Figure 5. Each opcode handler is a self-contained state-free pure function, independently testable. In contrast to Bitcoin Core’s monolithic EvalScript, Hornet’s handlers are modular and stateless, making script semantics easier to reason about, audit, and validate against the consensus specification.

While script execution is not yet integrated into Hornet's block validation, the runtime shown in Figure 5 is consensus-critical and will ultimately form part of the full specification. Whether expressed in C++ or in the DSL, the structure ensures that Bitcoin Script semantics can be captured with precision, clarity, and auditability. This same design discipline--pure rules, explicit contexts, and modular handlers--carries through into Hornet's consensus-critical header and block validation, to which we now turn.

4.2 Header Validation

The consensus rule engine has several validation phases, the first of which is block header validation. The header consensus rules require access to state: for example, to enforce the Median Time Past rule (MTP, BIP113), a header's timestamp must be compared against the median of the past 11 ancestor timestamps. At first glance, this might suggest that consensus logic needs direct access to the header chain or node state, which would violate Hornet's strict layering model and endanger the purity of consensus rules.

Instead, Hornet introduces a minimal abstraction called consensus::HeaderAncestryView. This is an interface defined at the consensus layer and implemented by the data layer, allowing validation logic to query exactly the information it needs without breaking dependency boundaries. The result is a layered design that supports pure, side-effect-free rule definitions, even when those rules depend on dynamic chain state.

We now show the first part of the executable declarative C++ specification: header validation.

// Performs header validation, aligned with Core's CheckBlockHeader and ContextualCheckBlockHeader.
[[nodiscard]] inline auto ValidateHeader(const protocol::BlockHeader& header,
                                         const model::HeaderContext& parent,
                                         const AncestorTimestampsView& view,
                                         const int64_t current_time) 
                                      -> std::expected<void, HeaderError> {
  const std::array ruleset = {
    // A header MUST reference the hash of its valid parent.
    Rule{ValidatePreviousHash},
    // A header MUST satisfy the chain's target proof-of-work.
    Rule{ValidateProofOfWork},
    // A header's proof-of-work target MUST satisfy the difficulty adjustment.
    Rule{ValidateDifficultyAdjustment},
    // A header timestamp MUST be greater than the median of the prior 11.
    Rule{ValidateMedianTimePast},
    // A header timestamp MUST NOT exceed network-adjusted time plus 2 hours.
    Rule{ValidateTimestampCurrent},
    // A header version number MUST meet BIP deployment requirements.
    Rule{ValidateVersion}       
  };
  const HeaderValidationContext context{header, parent, view, current_time, parent.height + 1};
  return ValidateRules<HeaderError>(ruleset, 0, context);
}

Figure 6. Hornet's executable ruleset that specifies Bitcoin's header validation.

Header validation in Hornet is defined as an ordered ruleset (Figure 6): a list of pure, composable, testable functions, each responsible for enforcing a single invariant. This function mirrors Bitcoin Core's CheckBlockHeader() and ContextualCheckBlockHeader() but expresses the logic declaratively and without side effects. Each rule operates solely on its input context, returning either a typed error code or success.

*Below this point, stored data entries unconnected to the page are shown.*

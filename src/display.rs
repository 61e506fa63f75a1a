/// Rendering layer: all terminal I/O lives here.
///
/// Each function receives a mutable writer and an immutable view of the
/// session. No game logic is performed; this module only translates world
/// coordinates into terminal cells and state into terminal commands.

use std::io::Write;

use crossterm::{
    cursor,
    style::{self, Color, Print},
    terminal,
    QueueableCommand,
};
use galaga_shooter::assets::SpriteSheet;
use galaga_shooter::entities::{DifficultyTier, Screen, Session};
use galaga_shooter::projectile::Projectile;

// ── Colour palette ────────────────────────────────────────────────────────────

const C_BORDER: Color = Color::DarkBlue;
const C_HUD_SCORE: Color = Color::Yellow;
const C_HUD_LIVES: Color = Color::Red;
const C_HUD_WAVE: Color = Color::Cyan;
const C_PLAYER: Color = Color::White;
const C_PLAYER_EXPLODING: Color = Color::Red;
const C_BULLET_PLAYER: Color = Color::Cyan;
const C_BULLET_ENEMY: Color = Color::Magenta;
const C_BOMB: Color = Color::DarkYellow;
const C_EXPLOSION: Color = Color::Yellow;
const C_HINT: Color = Color::DarkGrey;

fn tier_color(tier: DifficultyTier) -> Color {
    match tier {
        DifficultyTier::Scout => Color::Green,
        DifficultyTier::Fighter => Color::Yellow,
        DifficultyTier::Guard => Color::Red,
        DifficultyTier::Bomber => Color::Magenta,
    }
}

// ── World → terminal mapping ──────────────────────────────────────────────────

/// Maps the virtual play field onto the terminal cells inside the border
/// (columns 1..width-1, rows 2..height-2).
struct Viewport {
    world_w: f32,
    world_h: f32,
    cols: u16,
    rows: u16,
}

impl Viewport {
    fn new(session: &Session, width: u16, height: u16) -> Self {
        Self {
            world_w: session.tunables.screen_width,
            world_h: session.tunables.screen_height,
            cols: width.saturating_sub(2).max(1),
            rows: height.saturating_sub(4).max(1),
        }
    }

    /// The cell containing world point `(x, y)`, or `None` outside the field.
    fn cell(&self, x: f32, y: f32) -> Option<(i32, i32)> {
        if x < 0.0 || y < 0.0 || x > self.world_w || y > self.world_h {
            return None;
        }
        let col = (x / self.world_w * (self.cols - 1) as f32).round() as i32 + 1;
        let row = (y / self.world_h * (self.rows - 1) as f32).round() as i32 + 2;
        Some((col, row))
    }

    fn contains(&self, col: i32, row: i32) -> bool {
        col >= 1 && col <= self.cols as i32 && row >= 2 && row < self.rows as i32 + 2
    }
}

// ── Public entry point ────────────────────────────────────────────────────────

/// Render one complete frame for whichever screen the session is on.
pub fn render<W: Write>(
    out: &mut W,
    session: &Session,
    sprites: &SpriteSheet,
    width: u16,
    height: u16,
) -> std::io::Result<()> {
    out.queue(terminal::Clear(terminal::ClearType::All))?;

    match session.screen {
        Screen::Menu => draw_menu(out, session, width, height)?,
        Screen::ExitConfirmation => {
            draw_menu(out, session, width, height)?;
            draw_dialog(
                out,
                width,
                height,
                "QUIT?",
                Color::Red,
                &["Y / Enter - Quit", "N / Esc - Stay"],
            )?;
        }
        Screen::Settings => draw_settings(out, session, width, height)?,
        Screen::Playing | Screen::Paused | Screen::GameOver => {
            let view = Viewport::new(session, width, height);
            draw_border(out, width, height)?;
            draw_field(out, session, sprites, &view)?;
            draw_hud(out, session, width)?;
            draw_controls_hint(out, height)?;
            match session.screen {
                Screen::Paused => draw_dialog(
                    out,
                    width,
                    height,
                    "PAUSED",
                    Color::Cyan,
                    &["Esc / Enter - Resume", "O - Settings", "M - Main Menu"],
                )?,
                Screen::GameOver => draw_game_over(out, session, width, height)?,
                _ => {}
            }
        }
    }

    // Park cursor in a harmless spot and flush
    out.queue(style::ResetColor)?;
    out.queue(cursor::MoveTo(0, height.saturating_sub(1)))?;
    out.flush()?;
    Ok(())
}

// ── Border ────────────────────────────────────────────────────────────────────

fn draw_border<W: Write>(out: &mut W, width: u16, height: u16) -> std::io::Result<()> {
    let w = width as usize;

    out.queue(style::SetForegroundColor(C_BORDER))?;

    // Row 1: top bar
    out.queue(cursor::MoveTo(0, 1))?;
    out.queue(Print(format!("┌{}┐", "─".repeat(w.saturating_sub(2)))))?;

    // Row h-2: bottom bar
    out.queue(cursor::MoveTo(0, height.saturating_sub(2)))?;
    out.queue(Print(format!("└{}┘", "─".repeat(w.saturating_sub(2)))))?;

    for row in 2..height.saturating_sub(2) {
        out.queue(cursor::MoveTo(0, row))?;
        out.queue(Print("│"))?;
        out.queue(cursor::MoveTo(width.saturating_sub(1), row))?;
        out.queue(Print("│"))?;
    }

    Ok(())
}

// ── HUD (row 0) ───────────────────────────────────────────────────────────────

fn draw_hud<W: Write>(out: &mut W, session: &Session, width: u16) -> std::io::Result<()> {
    out.queue(cursor::MoveTo(1, 0))?;
    out.queue(style::SetForegroundColor(C_HUD_SCORE))?;
    out.queue(Print(format!(
        "Score:{:>7}  Hi:{:>7}",
        session.score, session.high_score
    )))?;

    let wave_str = format!("[ LEVEL {}  WAVE {} ]", session.level, session.wave);
    let wx = (width / 2).saturating_sub(wave_str.chars().count() as u16 / 2);
    out.queue(cursor::MoveTo(wx, 0))?;
    out.queue(style::SetForegroundColor(C_HUD_WAVE))?;
    out.queue(Print(&wave_str))?;

    let hearts: String = "♥".repeat(session.player.lives() as usize);
    let lives_str = format!("Lives:{}", hearts);
    let lx = width.saturating_sub(lives_str.chars().count() as u16 + 1);
    out.queue(cursor::MoveTo(lx, 0))?;
    out.queue(style::SetForegroundColor(C_HUD_LIVES))?;
    out.queue(Print(&lives_str))?;

    Ok(())
}

// ── Play field ────────────────────────────────────────────────────────────────

fn draw_field<W: Write>(
    out: &mut W,
    session: &Session,
    sprites: &SpriteSheet,
    view: &Viewport,
) -> std::io::Result<()> {
    if session.settings.starfield {
        for star in &session.stars {
            let shade = if star.brightness >= 180 { Color::White } else { Color::DarkGrey };
            put(out, view, star.x, star.y, ".", shade)?;
        }
    }

    for enemy in &session.enemies {
        draw_sprite(out, view, enemy.x, enemy.y, sprites.enemy(enemy.tier), tier_color(enemy.tier))?;
        for shot in &enemy.projectiles {
            draw_enemy_shot(out, view, shot, sprites, session.clock)?;
        }
    }
    for shot in &session.enemy_projectiles {
        draw_enemy_shot(out, view, shot, sprites, session.clock)?;
    }

    for shot in &session.player.projectiles {
        put(out, view, shot.x, shot.y, &sprites.player_shot, C_BULLET_PLAYER)?;
    }

    let (px, py) = session.player.position();
    if session.player.is_exploding() {
        // Blink the wreck a few times per second.
        if (session.player.explosion_timer * 6.0) as u32 % 2 == 0 {
            put(out, view, px, py, &sprites.explosion, C_PLAYER_EXPLODING)?;
        }
    } else {
        draw_sprite(out, view, px, py, &sprites.player, C_PLAYER)?;
    }
    Ok(())
}

fn draw_enemy_shot<W: Write>(
    out: &mut W,
    view: &Viewport,
    shot: &Projectile,
    sprites: &SpriteSheet,
    now: f64,
) -> std::io::Result<()> {
    match shot.explosion_progress(now) {
        Some(progress) => {
            // Expanding ring, up to three cells out.
            let Some((col, row)) = view.cell(shot.x, shot.y) else {
                return Ok(());
            };
            let r = (progress * 3.0).round() as i32;
            out.queue(style::SetForegroundColor(C_EXPLOSION))?;
            for (dc, dr) in [(0, 0), (-r, 0), (r, 0), (0, -r), (0, r)] {
                put_cell(out, view, col + dc * 2, row + dr, &sprites.explosion)?;
            }
            Ok(())
        }
        None if shot.is_bomb => put(out, view, shot.x, shot.y, &sprites.bomb, C_BOMB),
        None => put(out, view, shot.x, shot.y, &sprites.enemy_shot, C_BULLET_ENEMY),
    }
}

/// Draw a multi-row sprite centred on world point `(x, y)`, clipped to the field.
fn draw_sprite<W: Write>(
    out: &mut W,
    view: &Viewport,
    x: f32,
    y: f32,
    rows: &[String],
    color: Color,
) -> std::io::Result<()> {
    let Some((col, row)) = view.cell(x, y) else {
        return Ok(());
    };
    out.queue(style::SetForegroundColor(color))?;
    let top = row - rows.len() as i32 / 2;
    for (i, line) in rows.iter().enumerate() {
        let left = col - line.chars().count() as i32 / 2;
        put_cell(out, view, left, top + i as i32, line)?;
    }
    Ok(())
}

fn put<W: Write>(out: &mut W, view: &Viewport, x: f32, y: f32, glyph: &str, color: Color) -> std::io::Result<()> {
    if let Some((col, row)) = view.cell(x, y) {
        out.queue(style::SetForegroundColor(color))?;
        put_cell(out, view, col, row, glyph)?;
    }
    Ok(())
}

fn put_cell<W: Write>(out: &mut W, view: &Viewport, col: i32, row: i32, text: &str) -> std::io::Result<()> {
    let len = text.chars().count() as i32;
    if view.contains(col, row) && view.contains(col + len - 1, row) {
        out.queue(cursor::MoveTo(col as u16, row as u16))?;
        out.queue(Print(text))?;
    }
    Ok(())
}

// ── Menus ─────────────────────────────────────────────────────────────────────

fn draw_menu<W: Write>(out: &mut W, session: &Session, width: u16, height: u16) -> std::io::Result<()> {
    let cx = width / 2;
    let cy = height / 2;

    let title = "★  G A L A G A  ★";
    centered(out, cx, cy.saturating_sub(6), title, Color::Cyan)?;

    if session.high_score > 0 {
        let hs = format!("Best Score: {}", session.high_score);
        centered(out, cx, cy.saturating_sub(5), &hs, Color::Yellow)?;
    }

    let options: &[(&str, &str)] = &[
        ("Enter", "Start Game"),
        ("O", "Settings"),
        ("Esc", "Quit"),
    ];
    for (i, (key, label)) in options.iter().enumerate() {
        let row = cy.saturating_sub(2) + i as u16;
        out.queue(cursor::MoveTo(cx.saturating_sub(10), row))?;
        out.queue(style::SetForegroundColor(Color::DarkGrey))?;
        out.queue(Print(format!("[{:^5}] ", key)))?;
        out.queue(style::SetForegroundColor(Color::White))?;
        out.queue(Print(*label))?;
    }

    // Tier legend
    let legend: &[(DifficultyTier, &str)] = &[
        (DifficultyTier::Scout, "Scout   1 hit"),
        (DifficultyTier::Fighter, "Fighter 2 hits"),
        (DifficultyTier::Guard, "Guard   3 hits"),
        (DifficultyTier::Bomber, "Bomber  3 hits, drops bombs"),
    ];
    for (i, (tier, desc)) in legend.iter().enumerate() {
        let row = cy + 2 + i as u16;
        out.queue(cursor::MoveTo(cx.saturating_sub(10), row))?;
        out.queue(style::SetForegroundColor(tier_color(*tier)))?;
        out.queue(Print("■ "))?;
        out.queue(style::SetForegroundColor(Color::DarkGrey))?;
        out.queue(Print(*desc))?;
    }
    Ok(())
}

fn draw_settings<W: Write>(out: &mut W, session: &Session, width: u16, height: u16) -> std::io::Result<()> {
    let on_off = |b: bool| if b { "ON" } else { "OFF" };
    let starfield = format!("S - Starfield: {}", on_off(session.settings.starfield));
    let fps = format!("F - Frame rate: {} FPS", session.settings.target_fps);
    draw_dialog(
        out,
        width,
        height,
        "SETTINGS",
        Color::Yellow,
        &[starfield.as_str(), fps.as_str(), "Esc - Back"],
    )
}

fn draw_game_over<W: Write>(out: &mut W, session: &Session, width: u16, height: u16) -> std::io::Result<()> {
    let score_line = format!("Final Score: {:>7}", session.score);
    let best_line = if session.score >= session.high_score && session.score > 0 {
        format!("★ NEW BEST: {:>7} ★", session.score)
    } else {
        format!("Best Score:  {:>7}", session.high_score)
    };
    let reached = format!("Reached level {} wave {}", session.level, session.wave);
    draw_dialog(
        out,
        width,
        height,
        "GAME  OVER",
        Color::Red,
        &[
            score_line.as_str(),
            best_line.as_str(),
            reached.as_str(),
            "Enter - Play Again  M - Menu",
        ],
    )
}

/// A boxed title followed by centred lines, in the middle of the screen.
fn draw_dialog<W: Write>(
    out: &mut W,
    width: u16,
    height: u16,
    title: &str,
    color: Color,
    lines: &[&str],
) -> std::io::Result<()> {
    let inner = 20usize.max(title.chars().count() + 4);
    let pad = inner - title.chars().count();
    let boxed = [
        format!("╔{}╗", "═".repeat(inner)),
        format!("║{}{}{}║", " ".repeat(pad / 2), title, " ".repeat(pad - pad / 2)),
        format!("╚{}╝", "═".repeat(inner)),
    ];

    let cx = width / 2;
    let total_rows = (boxed.len() + lines.len()) as u16;
    let start_row = (height / 2).saturating_sub(total_rows / 2);

    for (i, line) in boxed.iter().enumerate() {
        centered(out, cx, start_row + i as u16, line, color)?;
    }
    for (i, line) in lines.iter().enumerate() {
        centered(out, cx, start_row + (boxed.len() + i) as u16, line, Color::White)?;
    }
    Ok(())
}

fn centered<W: Write>(out: &mut W, cx: u16, row: u16, text: &str, color: Color) -> std::io::Result<()> {
    out.queue(cursor::MoveTo(cx.saturating_sub(text.chars().count() as u16 / 2), row))?;
    out.queue(style::SetForegroundColor(color))?;
    out.queue(Print(text))?;
    Ok(())
}

// ── Controls hint (last row) ──────────────────────────────────────────────────

fn draw_controls_hint<W: Write>(out: &mut W, height: u16) -> std::io::Result<()> {
    out.queue(cursor::MoveTo(1, height.saturating_sub(1)))?;
    out.queue(style::SetForegroundColor(C_HINT))?;
    out.queue(Print("← → ↑ ↓ / WASD : Move   SPACE : Shoot   ESC : Pause"))?;
    Ok(())
}
/// Axis-aligned rectangles used for every collision test.

#[derive(Clone, Copy, Debug, PartialEq)]
pub struct Rect {
    /// Left edge.
    pub x: f32,
    /// Top edge.
    pub y: f32,
    pub width: f32,
    pub height: f32,
}

impl Rect {
    pub fn new(x: f32, y: f32, width: f32, height: f32) -> Self {
        Self { x, y, width, height }
    }

    /// A rectangle of the given size centred on `(cx, cy)`.
    pub fn centered(cx: f32, cy: f32, width: f32, height: f32) -> Self {
        Self {
            x: cx - width / 2.0,
            y: cy - height / 2.0,
            width,
            height,
        }
    }

    pub fn right(&self) -> f32 {
        self.x + self.width
    }

    pub fn bottom(&self) -> f32 {
        self.y + self.height
    }

    /// Strict overlap: rectangles that only share an edge do not collide.
    pub fn intersects(&self, other: &Rect) -> bool {
        self.x < other.right()
            && other.x < self.right()
            && self.y < other.bottom()
            && other.y < self.bottom()
    }
}
/// Projectiles fired by the player and by enemies.

use rand::Rng;

use crate::geometry::Rect;

pub const PROJECTILE_WIDTH: f32 = 8.0;
pub const PROJECTILE_HEIGHT: f32 = 10.0;

/// Speeds are tuned per update at 60 FPS; multiplying by `dt` and this
/// constant keeps motion frame-rate independent.
pub const FRAME_RATE_NORMALIZATION: f32 = 60.0;

/// Per-update chance that a live bomb detonates.
pub const BOMB_DETONATION_CHANCE: f64 = 0.01;

/// Seconds the explosion visual of a detonated bomb lasts.
pub const EXPLOSION_DURATION: f64 = 0.5;

#[derive(Clone, Debug, PartialEq)]
pub struct Projectile {
    pub x: f32,
    pub y: f32,
    /// Negative travels up the screen, positive travels down.
    pub speed: f32,
    pub is_bomb: bool,
    pub exploded: bool,
    /// Session clock value at detonation; meaningless until `exploded`.
    pub explosion_time: f64,
}

impl Projectile {
    pub fn new(x: f32, y: f32, speed: f32) -> Self {
        Self {
            x,
            y,
            speed,
            is_bomb: false,
            exploded: false,
            explosion_time: 0.0,
        }
    }

    pub fn bomb(x: f32, y: f32, speed: f32) -> Self {
        Self {
            is_bomb: true,
            ..Self::new(x, y, speed)
        }
    }

    /// Advance one update. `now` is the session clock in seconds.
    pub fn update(&mut self, dt: f32, now: f64, rng: &mut impl Rng) {
        if self.is_bomb && !self.exploded && rng.gen_bool(BOMB_DETONATION_CHANCE) {
            self.exploded = true;
            self.explosion_time = now;
        }
        if !self.exploded {
            self.y += self.speed * dt * FRAME_RATE_NORMALIZATION;
        }
    }

    /// Upward projectiles leave through the top edge, downward ones through
    /// the bottom edge. A projectile with zero speed never leaves.
    pub fn is_off_screen(&self, screen_height: f32) -> bool {
        let bounds = self.bounds();
        if self.speed > 0.0 {
            bounds.y > screen_height
        } else if self.speed < 0.0 {
            bounds.bottom() < 0.0
        } else {
            false
        }
    }

    /// True once a detonated bomb's explosion visual has run its course.
    pub fn is_expired(&self, now: f64) -> bool {
        self.exploded && now - self.explosion_time >= EXPLOSION_DURATION
    }

    /// Fraction of the explosion visual elapsed, in `[0, 1]`, or `None` when
    /// the projectile has not detonated.
    pub fn explosion_progress(&self, now: f64) -> Option<f32> {
        if !self.exploded {
            return None;
        }
        let t = ((now - self.explosion_time) / EXPLOSION_DURATION).clamp(0.0, 1.0);
        Some(t as f32)
    }

    pub fn bounds(&self) -> Rect {
        Rect::centered(self.x, self.y, PROJECTILE_WIDTH, PROJECTILE_HEIGHT)
    }
}

/// Update every projectile in `projectiles`, dropping those that left the
/// screen or whose explosion finished.
pub fn update_all(
    projectiles: &mut Vec<Projectile>,
    dt: f32,
    now: f64,
    screen_height: f32,
    rng: &mut impl Rng,
) {
    for p in projectiles.iter_mut() {
        p.update(dt, now, rng);
    }
    projectiles.retain(|p| !p.is_off_screen(screen_height) && !p.is_expired(now));
}
/// The player ship.
///
/// Position is stored as a fraction of the screen so placement survives a
/// change of virtual resolution; pixel coordinates are re-derived each update.

use rand::Rng;

use crate::config::Tunables;
use crate::entities::PlayerInput;
use crate::geometry::Rect;
use crate::projectile::{self, Projectile};

/// Fractional spawn / respawn position.
pub const DEFAULT_POSITION: (f32, f32) = (0.5, 0.9);

#[derive(Clone, Debug)]
pub struct Player {
    pub pos_x_percent: f32,
    pub pos_y_percent: f32,
    /// Pixel position derived from the fractions on the last update.
    pub x: f32,
    pub y: f32,
    pub width: f32,
    pub height: f32,
    pub movement_speed: f32,
    pub shoot_cooldown: f32,
    pub time_since_last_shot: f32,
    pub lives: u32,
    pub exploding: bool,
    /// Seconds since the last life was lost. Only advances while exploding.
    pub explosion_timer: f32,
    /// Which cannon the next shot leaves from.
    pub fire_from_left: bool,
    pub projectiles: Vec<Projectile>,
}

impl Player {
    pub fn new(tunables: &Tunables) -> Self {
        let (px, py) = DEFAULT_POSITION;
        let mut player = Self {
            pos_x_percent: px,
            pos_y_percent: py,
            x: 0.0,
            y: 0.0,
            width: tunables.player_width,
            height: tunables.player_height,
            movement_speed: tunables.player_speed,
            shoot_cooldown: tunables.player_shoot_cooldown,
            // Allow a shot on the very first frame.
            time_since_last_shot: tunables.player_shoot_cooldown,
            lives: tunables.player_lives,
            exploding: false,
            explosion_timer: 0.0,
            fire_from_left: true,
            projectiles: Vec::new(),
        };
        player.sync_pixels(tunables.screen_width, tunables.screen_height);
        player
    }

    pub fn update(
        &mut self,
        input: &PlayerInput,
        dt: f32,
        now: f64,
        tunables: &Tunables,
        rng: &mut impl Rng,
    ) {
        if self.exploding {
            self.explosion_timer += dt;
            return;
        }

        let (sw, sh) = (tunables.screen_width, tunables.screen_height);

        if input.right {
            self.pos_x_percent += self.movement_speed / sw;
        }
        if input.left {
            self.pos_x_percent -= self.movement_speed / sw;
        }
        if input.down {
            self.pos_y_percent += self.movement_speed / sh;
        }
        if input.up {
            self.pos_y_percent -= self.movement_speed / sh;
        }

        self.pos_x_percent = clamp_fraction(self.pos_x_percent, self.width / 2.0 / sw);
        self.pos_y_percent = clamp_fraction(self.pos_y_percent, self.height / 2.0 / sh);
        self.sync_pixels(sw, sh);

        self.time_since_last_shot += dt;
        if input.fire && self.time_since_last_shot >= self.shoot_cooldown {
            self.shoot(tunables.player_projectile_speed);
            self.time_since_last_shot = 0.0;
        }

        projectile::update_all(&mut self.projectiles, dt, now, sh, rng);
    }

    fn shoot(&mut self, speed: f32) {
        let offset = self.width / 4.0;
        let x = if self.fire_from_left {
            self.x - offset
        } else {
            self.x + offset
        };
        self.fire_from_left = !self.fire_from_left;
        self.projectiles
            .push(Projectile::new(x, self.y - self.height / 2.0, speed));
    }

    /// Lose a life and start exploding. Shots in flight are lost with the ship.
    pub fn lose_life(&mut self) {
        self.lives = self.lives.saturating_sub(1);
        self.exploding = true;
        self.explosion_timer = 0.0;
        self.projectiles.clear();
    }

    pub fn respawn(&mut self, screen_width: f32, screen_height: f32) {
        let (px, py) = DEFAULT_POSITION;
        self.pos_x_percent = px;
        self.pos_y_percent = py;
        self.exploding = false;
        self.explosion_timer = 0.0;
        self.sync_pixels(screen_width, screen_height);
    }

    fn sync_pixels(&mut self, screen_width: f32, screen_height: f32) {
        self.x = self.pos_x_percent * screen_width;
        self.y = self.pos_y_percent * screen_height;
    }

    pub fn position(&self) -> (f32, f32) {
        (self.x, self.y)
    }

    pub fn size(&self) -> (f32, f32) {
        (self.width, self.height)
    }

    pub fn lives(&self) -> u32 {
        self.lives
    }

    pub fn is_exploding(&self) -> bool {
        self.exploding
    }

    pub fn bounds(&self) -> Rect {
        Rect::centered(self.x, self.y, self.width, self.height)
    }
}

/// Clamp a fraction so a sprite whose half-extent is `half` (as a fraction
/// of the screen) stays fully visible. Sprites wider than the screen are
/// centred.
fn clamp_fraction(value: f32, half: f32) -> f32 {
    if half >= 0.5 {
        0.5
    } else {
        value.clamp(half, 1.0 - half)
    }
}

Each validation phase likewise has a ruleset comprising an ordered list of identically typed functions, each optionally tagged with a BIP for conditional operation. The implementation of all rules spans less than 50 lines, and is shown below for completeness.

namespace hornet::consensus::rules {

using ValidateHeaderResult = std::expected<void, HeaderError>;

namespace detail {
inline bool IsVersionValidAtHeight(const int32_t version, const int height) {
  constexpr std::array<BIP, 4> kVersionExpiryToBIP = {
      BIP34, BIP34,  // v0, v1 retired with BIP34.
      BIP66,         // v2 retired with BIP66.
      BIP65          // v3 retired with BIP65.
  };
  if (version >= std::ssize(kVersionExpiryToBIP)) return true;
  const int index = std::max(0, version);
  return !IsBIPEnabledAtHeight(kVersionExpiryToBIP[index], height);
}
}  // namespace detail

// A header MUST reference the hash of its valid parent.
[[nodiscard]] inline ValidateHeaderResult ValidatePreviousHash(
    const HeaderValidationContext& context) {
  if (context.parent.hash != context.header.GetPreviousBlockHash())
    return HeaderError::ParentNotFound;
  return {};
}

// A header's 256-bit hash value MUST NOT exceed the header's proof-of-work target.
[[nodiscard]] inline ValidateHeaderResult ValidateProofOfWork(
    const HeaderValidationContext& context) {
  if (context.header.ComputeHash() > context.header.GetCompactTarget().Expand())
    return HeaderError::InvalidProofOfWork;
  return {};
}

// A header's proof-of-work target MUST satisfy the difficulty adjustment formula.
[[nodiscard]] inline ValidateHeaderResult ValidateDifficultyAdjustment(
    const HeaderValidationContext& context) {
  if (context.header.GetCompactTarget() !=
      AdjustCompactTarget(context.height, context.parent.data, context.view))
    return HeaderError::BadDifficultyTransition;
  return {};
}

// A header timestamp MUST be strictly greater than the median of its 11 ancestors' timestamps.
[[nodiscard]] inline ValidateHeaderResult ValidateMedianTimePast(
    const HeaderValidationContext& context) {
  if (context.header.GetTimestamp() <= context.view.MedianTimePast())
    return HeaderError::TimestampTooEarly;
  return {};
}

// A header timestamp MUST be less than or equal to network-adjusted time plus 2 hours.
[[nodiscard]] inline ValidateHeaderResult ValidateTimestampCurrent(
    const HeaderValidationContext& context) {
  constexpr int kTimestampTolerance = 2 * 60 * 60;
  if (context.header.GetTimestamp() > context.current_time + kTimestampTolerance)
    return HeaderError::TimestampTooLate;
  return {};
}

// A header version number MUST meet deployment requirements depending on activated BIPs.
[[nodiscard]] inline ValidateHeaderResult ValidateVersion(
    const HeaderValidationContext& context) {
  if (!detail::IsVersionValidAtHeight(context.header.GetVersion(), context.height))
    return HeaderError::BadVersion;
  return {};
}

}  // namespace hornet::consensus::rules

Figure 7. The full ruleset implementation for header consensus validation.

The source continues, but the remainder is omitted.